The T-shirt shown in the Kohl’s announcement on Sept. 7 also featured the same “raised fist” symbol with the words “Justice, Respect, Change.” On Facebook, Cream City Print Lounge advertised a launch party for its collaboration with Kohl’s, and the graphic for the event featured T-shirts bearing the slogans “Black culture is not a trend,” “Together we can create change,” “Peace, love, equality,” and the raised fist with “Justice, Respect, Change” — but again, rather conspicuously, no T-shirts bearing the name “Black Lives Matter” or “BLM.”

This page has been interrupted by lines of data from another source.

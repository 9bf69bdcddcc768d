//! Plain-text lines for command output.

use chrono::SecondsFormat;
use taxdesk_core::{Assistant, Client, Preparer, TaxReturn};

fn or_dash(value: Option<String>) -> String {
    value.unwrap_or_else(|| "-".to_string())
}

pub fn preparer(p: &Preparer) -> String {
    format!("{:>4}  {}", p.id, p.name)
}

pub fn assistant(a: &Assistant) -> String {
    format!("{:>4}  {}", a.id, a.name)
}

pub fn client(c: &Client) -> String {
    format!(
        "{:>4}  {}  address={}  income={}  materials_submitted={}  preparer={}",
        c.id,
        c.name,
        or_dash(c.address.clone()),
        or_dash(c.income.map(|i| i.to_string())),
        c.materials_submitted,
        or_dash(c.preparer_id.map(|id| id.to_string())),
    )
}

pub fn tax_return(r: &TaxReturn) -> String {
    format!(
        "{:>4}  client={}  filed={}  filed_at={}  checked_by_preparer={}  filed_by_assistant={}",
        r.id,
        r.client_id,
        r.status,
        or_dash(
            r.filing_timestamp
                .map(|ts| ts.to_rfc3339_opts(SecondsFormat::Secs, true))
        ),
        r.checked_by_preparer,
        r.filed_by_assistant,
    )
}

/// One line per item, or a note when there is nothing to show.
pub fn list<T>(
    items: &[T],
    line: fn(&T) -> String,
) -> String {
    if items.is_empty() {
        return "(none)".to_string();
    }
    items.iter().map(line).collect::<Vec<_>>().join("\n")
}

#[cfg(test)]
mod tests {
    use chrono::{TimeZone, Utc};
    use pretty_assertions::assert_eq;
    use rust_decimal_macros::dec;

    use super::*;

    #[test]
    fn client_line_shows_missing_values_as_dash() {
        let c = Client {
            id: 2,
            name: "Bob".to_string(),
            address: None,
            income: Some(dec!(48250.75)),
            materials_submitted: false,
            preparer_id: None,
        };

        assert_eq!(
            client(&c),
            "   2  Bob  address=-  income=48250.75  materials_submitted=false  preparer=-"
        );
    }

    #[test]
    fn tax_return_line_uses_utc_timestamp() {
        let r = TaxReturn {
            id: 1,
            client_id: 1,
            status: true,
            filing_timestamp: Some(Utc.with_ymd_and_hms(2025, 4, 15, 9, 30, 0).unwrap()),
            checked_by_preparer: false,
            filed_by_assistant: true,
        };

        assert_eq!(
            tax_return(&r),
            "   1  client=1  filed=true  filed_at=2025-04-15T09:30:00Z  \
             checked_by_preparer=false  filed_by_assistant=true"
        );
    }

    #[test]
    fn empty_list() {
        assert_eq!(list::<Preparer>(&[], preparer), "(none)");
    }

    #[test]
    fn list_joins_lines() {
        let people = vec![
            Preparer {
                id: 1,
                name: "Jane".to_string(),
            },
            Preparer {
                id: 2,
                name: "Omar".to_string(),
            },
        ];

        assert_eq!(list(&people, preparer), "   1  Jane\n   2  Omar");
    }
}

As a result, it’s hard to argue that it would be more accurate to describe the forthcoming Kohl’s line as “BLM T-shirts,” rather than “T-shirts advocating racial equality.” Anti-racism is not synonymous with the BLM movement, and vice versa, just as anti-racist rhetoric and symbolism should not be conflated with, or reduced to, the slogan “Black Lives Matter.” And in this case, the company happens to have made that distinction explicit.
Furthermore, the political and social atmosphere that prevailed in the United States in the autumn of 2020 was one of intense and widespread division surrounding acts of police violence towards Black people and resulting protests. The BLM movement, in general, and the Black Lives Matter Global Network in particular, were the subject of a great deal of criticism, especially among right-leaning observers and supporters of U.S. President Donald Trump. So the distinction between “BLM T-shirts” and “T-shirts advocating racial equality” could hardly have been more substantive.
Nonetheless, the description of the T-shirts as “BLM merchandise” was clearly not arbitrary, and obvious areas of overlap existed between the principles and messages advocated by the broader BLM movement, on the one hand, and the collaboration between Kohl’s and Cream City Print Lounge. So the mistake was an understandable one, but a significant mistake all the same. We issue a rating of “Mixture.”